The problem
Look over the lines below. Report each one that includes the string "Some".

(Collected data)
***

use std::fmt;
use std::str::FromStr;

use chrono::{DateTime, Utc};
use serde::{Deserialize, Serialize};

use super::team::MemberRef;
use crate::error::StoreError;
use crate::store::Document;

pub const INVENTORY_ITEM: &str = "inventoryItem";

#[derive(Debug, Clone, Copy, PartialEq, Eq, Hash, Serialize, Deserialize)]
pub enum Category {
    General,
    Biological,
    Equipment,
}

impl Category {
    pub const ALL: [Category; 3] = [Category::General, Category::Biological, Category::Equipment];

    pub fn as_str(&self) -> &'static str {
        match self {
            Category::General => "General",
            Category::Biological => "Biological",
            Category::Equipment => "Equipment",
        }
    }

    /// Reorder threshold applied when a new item does not give one.
    pub fn default_min_stock(&self) -> u32 {
        match self {
            Category::General => 5,
            Category::Biological => 1,
            Category::Equipment => 0,
        }
    }
}

impl fmt::Display for Category {
    fn fmt(&self, f: &mut fmt::Formatter<'_>) -> fmt::Result {
        f.write_str(self.as_str())
    }
}

impl FromStr for Category {
    type Err = String;

    fn from_str(s: &str) -> Result<Self, Self::Err> {
        Category::ALL
            .into_iter()
            .find(|c| c.as_str().eq_ignore_ascii_case(s.trim()))
            .ok_or_else(|| format!("unknown category '{}'", s))
    }
}

#[derive(Debug, Clone, Copy, PartialEq, Eq, Serialize, Deserialize)]
pub enum ItemStatus {
    #[serde(rename = "In Stock")]
    InStock,
    #[serde(rename = "Low Stock")]
    LowStock,
    Requested,
    Ordered,
    #[serde(rename = "Out of Stock")]
    OutOfStock,
}

impl ItemStatus {
    pub fn as_str(&self) -> &'static str {
        match self {
            ItemStatus::InStock => "In Stock",
            ItemStatus::LowStock => "Low Stock",
            ItemStatus::Requested => "Requested",
            ItemStatus::Ordered => "Ordered",
            ItemStatus::OutOfStock => "Out of Stock",
        }
    }
}

impl fmt::Display for ItemStatus {
    fn fmt(&self, f: &mut fmt::Formatter<'_>) -> fmt::Result {
        f.write_str(self.as_str())
    }
}

impl FromStr for ItemStatus {
    type Err = String;

    fn from_str(s: &str) -> Result<Self, Self::Err> {
        [
            ItemStatus::InStock,
            ItemStatus::LowStock,
            ItemStatus::Requested,
            ItemStatus::Ordered,
            ItemStatus::OutOfStock,
        ]
        .into_iter()
        .find(|st| st.as_str().eq_ignore_ascii_case(s.trim()))
        .ok_or_else(|| format!("unknown status '{}'", s))
    }
}

#[derive(Debug, Clone, Copy, PartialEq, Eq, Serialize, Deserialize)]
pub enum EquipmentStatus {
    Working,
    Finicky,
    Broken,
    #[serde(rename = "Repair Requested")]
    RepairRequested,
}

impl EquipmentStatus {
    pub fn as_str(&self) -> &'static str {
        match self {
            EquipmentStatus::Working => "Working",
            EquipmentStatus::Finicky => "Finicky",
            EquipmentStatus::Broken => "Broken",
            EquipmentStatus::RepairRequested => "Repair Requested",
        }
    }
}

impl fmt::Display for EquipmentStatus {
    fn fmt(&self, f: &mut fmt::Formatter<'_>) -> fmt::Result {
        f.write_str(self.as_str())
    }
}

impl FromStr for EquipmentStatus {
    type Err = String;

    fn from_str(s: &str) -> Result<Self, Self::Err> {
        [
            EquipmentStatus::Working,
            EquipmentStatus::Finicky,
            EquipmentStatus::Broken,
            EquipmentStatus::RepairRequested,
        ]
        .into_iter()
        .find(|st| st.as_str().eq_ignore_ascii_case(s.trim()))
        .ok_or_else(|| format!("unknown equipment status '{}'", s))
    }
}

#[derive(Debug, Clone, Copy, PartialEq, Eq, Serialize, Deserialize)]
#[serde(rename_all = "camelCase")]
pub struct StockLevels {
    pub stock: u32,
    pub min_stock: u32,
}

#[derive(Debug, Clone, PartialEq, Eq, Serialize, Deserialize)]
#[serde(rename_all = "camelCase")]
pub struct EquipmentState {
    pub equipment_status: EquipmentStatus,
    #[serde(default, skip_serializing_if = "Option::is_none")]
    pub repair_issue: Option<String>,
}

/// Category-specific part of an item. Only stockable categories carry stock
/// levels; only equipment carries an operational status.
#[derive(Debug, Clone, PartialEq, Eq, Serialize, Deserialize)]
#[serde(tag = "category")]
pub enum ItemKind {
    General(StockLevels),
    Biological(StockLevels),
    Equipment(EquipmentState),
}

impl ItemKind {
    pub fn category(&self) -> Category {
        match self {
            ItemKind::General(_) => Category::General,
            ItemKind::Biological(_) => Category::Biological,
            ItemKind::Equipment(_) => Category::Equipment,
        }
    }

    pub fn stock_levels(&self) -> Option<StockLevels> {
        match self {
            ItemKind::General(levels) | ItemKind::Biological(levels) => Some(*levels),
            ItemKind::Equipment(_) => None,
        }
    }

    pub fn equipment(&self) -> Option<&EquipmentState> {
        match self {
            ItemKind::Equipment(state) => Some(state),
            _ => None,
        }
    }
}

/// Reference to an uploaded asset plus the URL it is served from.
#[derive(Debug, Clone, PartialEq, Eq, Serialize, Deserialize)]
pub struct AssetRef {
    #[serde(rename = "_ref")]
    pub asset_id: String,
    pub url: String,
}

#[derive(Debug, Clone, PartialEq, Eq, Serialize, Deserialize)]
pub struct Note {
    #[serde(rename = "_key")]
    pub key: String,
    pub content: String,
    pub author: String,
    pub timestamp: DateTime<Utc>,
}

#[derive(Debug, Clone, PartialEq, Eq, Serialize, Deserialize)]
pub struct ImageEntry {
    #[serde(rename = "_key")]
    pub key: String,
    pub asset: AssetRef,
    pub timestamp: DateTime<Utc>,
}

#[derive(Debug, Clone, PartialEq, Serialize, Deserialize)]
#[serde(rename_all = "camelCase")]
pub struct InventoryItem {
    /// Store document id.
    #[serde(skip)]
    pub id: String,
    /// Store revision the item was read at.
    #[serde(skip)]
    pub rev: i64,
    pub item_id: String,
    pub name: String,
    #[serde(default, skip_serializing_if = "Option::is_none")]
    pub barcode: Option<String>,
    pub location: String,
    #[serde(default, skip_serializing_if = "Option::is_none")]
    pub owner: Option<MemberRef>,
    pub status: ItemStatus,
    #[serde(flatten)]
    pub kind: ItemKind,
    #[serde(default, skip_serializing_if = "Option::is_none")]
    pub requested_quantity: Option<u32>,
    #[serde(default, skip_serializing_if = "Option::is_none")]
    pub last_received: Option<DateTime<Utc>>,
    #[serde(default, skip_serializing_if = "Option::is_none")]
    pub requested_at: Option<DateTime<Utc>>,
    #[serde(default, skip_serializing_if = "Option::is_none")]
    pub ordered_at: Option<DateTime<Utc>>,
    #[serde(default, skip_serializing_if = "Option::is_none")]
    pub repaired_at: Option<DateTime<Utc>>,
    #[serde(default)]
    pub notes: Vec<Note>,
    #[serde(default)]
    pub images: Vec<ImageEntry>,
    #[serde(default, skip_serializing_if = "Option::is_none")]
    pub image: Option<AssetRef>,
}

impl InventoryItem {
    pub fn from_document(doc: &Document) -> Result<Self, StoreError> {
        let mut item: InventoryItem = doc.decode()?;
        item.id = doc.id.clone();
        item.rev = doc.rev;
        Ok(item)
    }

    pub fn category(&self) -> Category {
        self.kind.category()
    }

    pub fn is_equipment(&self) -> bool {
        matches!(self.kind, ItemKind::Equipment(_))
    }

    pub fn stock_levels(&self) -> Option<StockLevels> {
        self.kind.stock_levels()
    }
}

/// JSON shape returned to the action layer for a single item.
#[derive(Debug, Clone, Serialize)]
#[serde(rename_all = "camelCase")]
pub struct ItemView {
    #[serde(rename = "_id")]
    pub id: String,
    #[serde(flatten)]
    pub item: InventoryItem,
}

impl From<InventoryItem> for ItemView {
    fn from(item: InventoryItem) -> Self {
        Self {
            id: item.id.clone(),
            item,
        }
    }
}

***

Result for this task
            ItemKind::General(levels) | ItemKind::Biological(levels) => Some(*levels),
            ItemKind::Equipment(state) => Some(state),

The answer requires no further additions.